# [DATA RECORDS]
────────────────────────────────────────
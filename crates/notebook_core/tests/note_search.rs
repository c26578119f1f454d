use notebook_core::{InMemoryNoteRepository, NoteId, NoteRepository, SearchQuery};

fn seeded_repo() -> InMemoryNoteRepository {
    let mut repo = InMemoryNoteRepository::new();
    repo.add_note("Shopping List", "buy milk").unwrap();
    repo.add_note("Work", "finish REPORT by friday").unwrap();
    repo.add_note("Reading", "Rust book chapter 4").unwrap();
    repo
}

fn hit_ids(repo: &InMemoryNoteRepository, text: &str) -> Vec<u64> {
    repo.search_notes(&SearchQuery::parse(text))
        .keys()
        .map(|id| id.get())
        .collect()
}

#[test]
fn blank_query_returns_every_note() {
    let repo = seeded_repo();
    assert_eq!(hit_ids(&repo, ""), [1, 2, 3]);
    assert_eq!(hit_ids(&repo, "   \t"), [1, 2, 3]);
}

#[test]
fn unmatched_query_returns_empty_map() {
    let repo = seeded_repo();
    assert!(hit_ids(&repo, "zzz_no_match").is_empty());
}

#[test]
fn search_is_case_insensitive_in_both_directions() {
    let repo = seeded_repo();
    assert_eq!(hit_ids(&repo, "report"), [2]);
    assert_eq!(hit_ids(&repo, "RUST"), [3]);
}

#[test]
fn each_term_may_match_title_or_content() {
    let repo = seeded_repo();
    assert_eq!(hit_ids(&repo, "shopping milk"), [1]);
    assert!(hit_ids(&repo, "shopping eggs").is_empty());
}

#[test]
fn terms_match_as_substrings() {
    let repo = seeded_repo();
    assert_eq!(hit_ids(&repo, "read"), [3]);
    assert_eq!(hit_ids(&repo, "i"), [1, 2, 3]);
}

#[test]
fn search_reflects_edits_and_deletes() {
    let mut repo = seeded_repo();
    let work = NoteId::new(2).unwrap();

    repo.edit_note(work, "Work", "submit invoice").unwrap();
    assert!(hit_ids(&repo, "report").is_empty());
    assert_eq!(hit_ids(&repo, "invoice"), [2]);

    repo.delete_note(work).unwrap();
    assert!(hit_ids(&repo, "invoice").is_empty());
}

#[test]
fn search_on_empty_repository_is_empty() {
    let repo = InMemoryNoteRepository::new();
    assert!(hit_ids(&repo, "").is_empty());
}
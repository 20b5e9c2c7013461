// handlers/mod.rs - Handlers grouped by security tier
//
// public    - no authentication (/, /health)
// protected - JWT authentication plus user validation (/category, /todo)

pub mod protected;
pub mod public;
────────────────────────────────────────
# [WHAT IS NEEDED]
Output, exactly and in full, the lines from the start of the entries above through the line that contains "fn hit_ids(repo: &InMemoryNoteRepository, text: &str)".

# [SOLUTION]
filename crates/notebook_core/tests/note_search.rs
repository c26578119f1f454d
use notebook_core::{InMemoryNoteRepository, NoteId, NoteRepository, SearchQuery};

fn seeded_repo() -> InMemoryNoteRepository {
    let mut repo = InMemoryNoteRepository::new();
    repo.add_note("Shopping List", "buy milk").unwrap();
    repo.add_note("Work", "finish REPORT by friday").unwrap();
    repo.add_note("Reading", "Rust book chapter 4").unwrap();
    repo
}

fn hit_ids(repo: &InMemoryNoteRepository, text: &str) -> Vec<u64> {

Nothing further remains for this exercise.